◆ **TASK DIRECTIONS**: Give the number of lines in the records below that contain the word "json". State only that number.

◆ **EXERCISE MATERIAL**:
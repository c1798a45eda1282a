pub mod enums;
pub mod error;
pub mod guidelines;
pub mod subject;

pub use enums::{BpStatus, BpType, Sex};
pub use error::{ModelError, Result};
pub use guidelines::{GuidelineEntry, guideline_table};
pub use subject::{MONTHS_PER_YEAR, PercentileResult, ReferenceCell, Subject};

#[cfg(test)]
mod tests {
    use super::*;

    #[test]
    fn guideline_table_covers_every_status() {
        let table = guideline_table();
        assert_eq!(table.len(), 3);
        assert_eq!(table[0].status, BpStatus::Normal);
        assert_eq!(table[2].status, BpStatus::Hypertension);
        assert!(table.iter().all(|entry| !entry.actions.is_empty()));
    }

    #[test]
    fn result_serializes() {
        let result = PercentileResult {
            bp_type: BpType::Systolic,
            bp_value_mmhg: 116.0,
            percentile: 79.5,
            z_score: 0.82,
            status: BpStatus::Normal,
            cell: ReferenceCell {
                age_years: 10,
                band: "50%".to_string(),
                height_cm: 141.0,
                bp_50: 110.0,
                bp_95: 122.0,
                sigma: 7.29,
            },
        };
        let json = serde_json::to_string(&result).expect("serialize result");
        let round: PercentileResult = serde_json::from_str(&json).expect("deserialize result");
        assert_eq!(round.status, BpStatus::Normal);
        assert_eq!(round.cell.band, "50%");
    }
}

◆ **TASK RESPONSE**: 2